Required action:
Repeat each line of the data exactly as written.

Collected data
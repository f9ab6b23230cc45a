//! The ordered slot collection for one upload field, plus settlement math.
//!
//! Slots are appended in drop order and never physically deleted; removal is
//! a flag. The batch is settled once it has been touched (a drop or removal
//! happened this session) and every non-removed slot sits at a terminal
//! progress value. Each settlement is reported to the owner exactly once;
//! any later slot activity re-arms the report.

use super::drop_surface::CandidateFile;
use super::slot::{SlotId, UploadSlot};
use crate::config::UploaderConfig;

/// A committed field value: a scalar for single-file fields, a list
/// otherwise. Scalars may be empty ("no file").
#[derive(Debug, Clone, PartialEq, Eq)]
pub enum FileField {
    Single(String),
    Many(Vec<String>),
}

impl FileField {
    fn collapse(names: Vec<String>, single: bool) -> Self {
        if single {
            Self::Single(names.into_iter().next_back().unwrap_or_default())
        } else {
            Self::Many(names)
        }
    }

    /// Scalar accessor; `None` for multi-file fields.
    pub fn as_single(&self) -> Option<&str> {
        match self {
            Self::Single(name) => Some(name),
            Self::Many(_) => None,
        }
    }

    /// List accessor; `None` for single-file fields.
    pub fn as_many(&self) -> Option<&[String]> {
        match self {
            Self::Single(_) => None,
            Self::Many(names) => Some(names),
        }
    }
}

/// Authoritative settled state handed to the owner: filenames to attach to
/// the record and pre-existing filenames to delete server-side.
#[derive(Debug, Clone, PartialEq, Eq)]
pub struct SettledFiles {
    pub to_add: FileField,
    pub to_delete: FileField,
}

/// The full ordered collection of slots for one upload field.
#[derive(Debug, Clone, Default)]
pub struct UploadBatch {
    slots: Vec<UploadSlot>,
    next_slot: u64,
    /// Whether any drop or removal happened this session. Untouched batches
    /// (edit forms freshly seeded from initial files) never settle.
    touched: bool,
    /// The current settlement has already been reported to the owner.
    settle_reported: bool,
    /// Messages for files the drop surface refused, most recent drop only.
    rejection_notices: Vec<String>,
}

impl UploadBatch {
    /// Batch pre-populated with the record's existing files.
    pub fn seeded(config: &UploaderConfig) -> Self {
        let mut batch = Self::default();
        for filename in &config.initial_files {
            let id = batch.next_id();
            batch.slots.push(UploadSlot::pre_existing(
                id,
                filename.clone(),
                config.real_preview_url(filename),
            ));
        }
        batch
    }

    fn next_id(&mut self) -> SlotId {
        let id = SlotId::new(self.next_slot);
        self.next_slot += 1;
        id
    }

    /// All slots in insertion order, removed ones included.
    pub fn slots(&self) -> &[UploadSlot] {
        &self.slots
    }

    /// Slots the display should show.
    pub fn visible_slots(&self) -> impl Iterator<Item = &UploadSlot> {
        self.slots.iter().filter(|slot| !slot.is_removed())
    }

    /// Number of slots not marked removed.
    pub fn live_count(&self) -> usize {
        self.visible_slots().count()
    }

    pub fn live_slot_ids(&self) -> Vec<SlotId> {
        self.visible_slots().map(UploadSlot::id).collect()
    }

    pub fn slot(&self, id: SlotId) -> Option<&UploadSlot> {
        self.slots.iter().find(|slot| slot.id() == id)
    }

    fn slot_mut(&mut self, id: SlotId) -> Option<&mut UploadSlot> {
        self.slots.iter_mut().find(|slot| slot.id() == id)
    }

    pub fn rejection_notices(&self) -> &[String] {
        &self.rejection_notices
    }

    pub(crate) fn set_rejection_notices(&mut self, notices: Vec<String>) {
        self.rejection_notices = notices;
    }

    /// Append a queued slot for an accepted file and return its id.
    pub(crate) fn allocate(&mut self, file: &CandidateFile) -> SlotId {
        let id = self.next_id();
        self.slots.push(UploadSlot::queued(id, file));
        self.touched = true;
        self.settle_reported = false;
        id
    }

    pub(crate) fn apply_progress(&mut self, id: SlotId, percent: u8) {
        if let Some(slot) = self.slot_mut(id) {
            slot.set_progress(percent);
        }
    }

    pub(crate) fn apply_commit(&mut self, id: SlotId, filename: String, preview_url: String) {
        if let Some(slot) = self.slot_mut(id) {
            if slot.commit(filename, preview_url) {
                self.settle_reported = false;
            }
        }
    }

    pub(crate) fn apply_failure(&mut self, id: SlotId, message: String) {
        if let Some(slot) = self.slot_mut(id) {
            if slot.fail(message) {
                self.settle_reported = false;
            }
        }
    }

    /// Mark a slot removed. Returns false for unknown or already-removed
    /// slots, making removal idempotent.
    pub(crate) fn remove(&mut self, id: SlotId) -> bool {
        let Some(slot) = self.slot_mut(id) else {
            return false;
        };
        if !slot.mark_removed() {
            return false;
        }
        self.touched = true;
        self.settle_reported = false;
        true
    }

    /// Every non-removed slot has reached a terminal progress value.
    pub fn is_settled(&self) -> bool {
        self.touched
            && !self.slots.is_empty()
            && self.visible_slots().all(UploadSlot::is_settled)
    }

    /// Report the current settlement once.
    ///
    /// Returns `Some` only on the first call after the batch (re)settles;
    /// callers invoke the owner callback with the result. Must run under the
    /// store lock so two racing completions cannot both claim the report.
    pub(crate) fn take_settlement(&mut self, max_slots: usize) -> Option<SettledFiles> {
        if !self.is_settled() || self.settle_reported {
            return None;
        }
        self.settle_reported = true;
        Some(self.settled_files(max_slots))
    }

    /// The authoritative add/delete lists for the current state.
    pub fn settled_files(&self, max_slots: usize) -> SettledFiles {
        let single = max_slots <= 1;
        let to_add = self
            .slots
            .iter()
            .filter(|slot| slot.contributes_add())
            .map(|slot| slot.committed_name().to_owned())
            .collect();
        let to_delete = self
            .slots
            .iter()
            .filter(|slot| slot.contributes_delete())
            .map(|slot| slot.committed_name().to_owned())
            .collect();
        SettledFiles {
            to_add: FileField::collapse(to_add, single),
            to_delete: FileField::collapse(to_delete, single),
        }
    }
}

Written answer:
repository f9ab6b23230cc45a
//! The ordered slot collection for one upload field, plus settlement math.
//!
//! Slots are appended in drop order and never physically deleted; removal is
//! a flag. The batch is settled once it has been touched (a drop or removal
//! happened this session) and every non-removed slot sits at a terminal
//! progress value. Each settlement is reported to the owner exactly once;
//! any later slot activity re-arms the report.

use super::drop_surface::CandidateFile;
use super::slot::{SlotId, UploadSlot};
use crate::config::UploaderConfig;

/// A committed field value: a scalar for single-file fields, a list
/// otherwise. Scalars may be empty ("no file").
#[derive(Debug, Clone, PartialEq, Eq)]
pub enum FileField {
    Single(String),
    Many(Vec<String>),
}

impl FileField {
    fn collapse(names: Vec<String>, single: bool) -> Self {
        if single {
            Self::Single(names.into_iter().next_back().unwrap_or_default())
        } else {
            Self::Many(names)
        }
    }

    /// Scalar accessor; `None` for multi-file fields.
    pub fn as_single(&self) -> Option<&str> {
        match self {
            Self::Single(name) => Some(name),
            Self::Many(_) => None,
        }
    }

    /// List accessor; `None` for single-file fields.
    pub fn as_many(&self) -> Option<&[String]> {
        match self {
            Self::Single(_) => None,
            Self::Many(names) => Some(names),
        }
    }
}

/// Authoritative settled state handed to the owner: filenames to attach to
/// the record and pre-existing filenames to delete server-side.
#[derive(Debug, Clone, PartialEq, Eq)]
pub struct SettledFiles {
    pub to_add: FileField,
    pub to_delete: FileField,
}

/// The full ordered collection of slots for one upload field.
#[derive(Debug, Clone, Default)]
pub struct UploadBatch {
    slots: Vec<UploadSlot>,
    next_slot: u64,
    /// Whether any drop or removal happened this session. Untouched batches
    /// (edit forms freshly seeded from initial files) never settle.
    touched: bool,
    /// The current settlement has already been reported to the owner.
    settle_reported: bool,
    /// Messages for files the drop surface refused, most recent drop only.
    rejection_notices: Vec<String>,
}

impl UploadBatch {
    /// Batch pre-populated with the record's existing files.
    pub fn seeded(config: &UploaderConfig) -> Self {
        let mut batch = Self::default();
        for filename in &config.initial_files {
            let id = batch.next_id();
            batch.slots.push(UploadSlot::pre_existing(
                id,
                filename.clone(),
                config.real_preview_url(filename),
            ));
        }
        batch
    }

    fn next_id(&mut self) -> SlotId {
        let id = SlotId::new(self.next_slot);
        self.next_slot += 1;
        id
    }

    /// All slots in insertion order, removed ones included.
    pub fn slots(&self) -> &[UploadSlot] {
        &self.slots
    }

    /// Slots the display should show.
    pub fn visible_slots(&self) -> impl Iterator<Item = &UploadSlot> {
        self.slots.iter().filter(|slot| !slot.is_removed())
    }

    /// Number of slots not marked removed.
    pub fn live_count(&self) -> usize {
        self.visible_slots().count()
    }

    pub fn live_slot_ids(&self) -> Vec<SlotId> {
        self.visible_slots().map(UploadSlot::id).collect()
    }

    pub fn slot(&self, id: SlotId) -> Option<&UploadSlot> {
        self.slots.iter().find(|slot| slot.id() == id)
    }

    fn slot_mut(&mut self, id: SlotId) -> Option<&mut UploadSlot> {
        self.slots.iter_mut().find(|slot| slot.id() == id)
    }

    pub fn rejection_notices(&self) -> &[String] {
        &self.rejection_notices
    }

    pub(crate) fn set_rejection_notices(&mut self, notices: Vec<String>) {
        self.rejection_notices = notices;
    }

    /// Append a queued slot for an accepted file and return its id.
    pub(crate) fn allocate(&mut self, file: &CandidateFile) -> SlotId {
        let id = self.next_id();
        self.slots.push(UploadSlot::queued(id, file));
        self.touched = true;
        self.settle_reported = false;
        id
    }

    pub(crate) fn apply_progress(&mut self, id: SlotId, percent: u8) {
        if let Some(slot) = self.slot_mut(id) {
            slot.set_progress(percent);
        }
    }

    pub(crate) fn apply_commit(&mut self, id: SlotId, filename: String, preview_url: String) {
        if let Some(slot) = self.slot_mut(id) {
            if slot.commit(filename, preview_url) {
                self.settle_reported = false;
            }
        }
    }

    pub(crate) fn apply_failure(&mut self, id: SlotId, message: String) {
        if let Some(slot) = self.slot_mut(id) {
            if slot.fail(message) {
                self.settle_reported = false;
            }
        }
    }

    /// Mark a slot removed. Returns false for unknown or already-removed
    /// slots, making removal idempotent.
    pub(crate) fn remove(&mut self, id: SlotId) -> bool {
        let Some(slot) = self.slot_mut(id) else {
            return false;
        };
        if !slot.mark_removed() {
            return false;
        }
        self.touched = true;
        self.settle_reported = false;
        true
    }

    /// Every non-removed slot has reached a terminal progress value.
    pub fn is_settled(&self) -> bool {
        self.touched
            && !self.slots.is_empty()
            && self.visible_slots().all(UploadSlot::is_settled)
    }

    /// Report the current settlement once.
    ///
    /// Returns `Some` only on the first call after the batch (re)settles;
    /// callers invoke the owner callback with the result. Must run under the
    /// store lock so two racing completions cannot both claim the report.
    pub(crate) fn take_settlement(&mut self, max_slots: usize) -> Option<SettledFiles> {
        if !self.is_settled() || self.settle_reported {
            return None;
        }
        self.settle_reported = true;
        Some(self.settled_files(max_slots))
    }

    /// The authoritative add/delete lists for the current state.
    pub fn settled_files(&self, max_slots: usize) -> SettledFiles {
        let single = max_slots <= 1;
        let to_add = self
            .slots
            .iter()
            .filter(|slot| slot.contributes_add())
            .map(|slot| slot.committed_name().to_owned())
            .collect();
        let to_delete = self
            .slots
            .iter()
            .filter(|slot| slot.contributes_delete())
            .map(|slot| slot.committed_name().to_owned())
            .collect();
        SettledFiles {
            to_add: FileField::collapse(to_add, single),
            to_delete: FileField::collapse(to_delete, single),
        }
    }
}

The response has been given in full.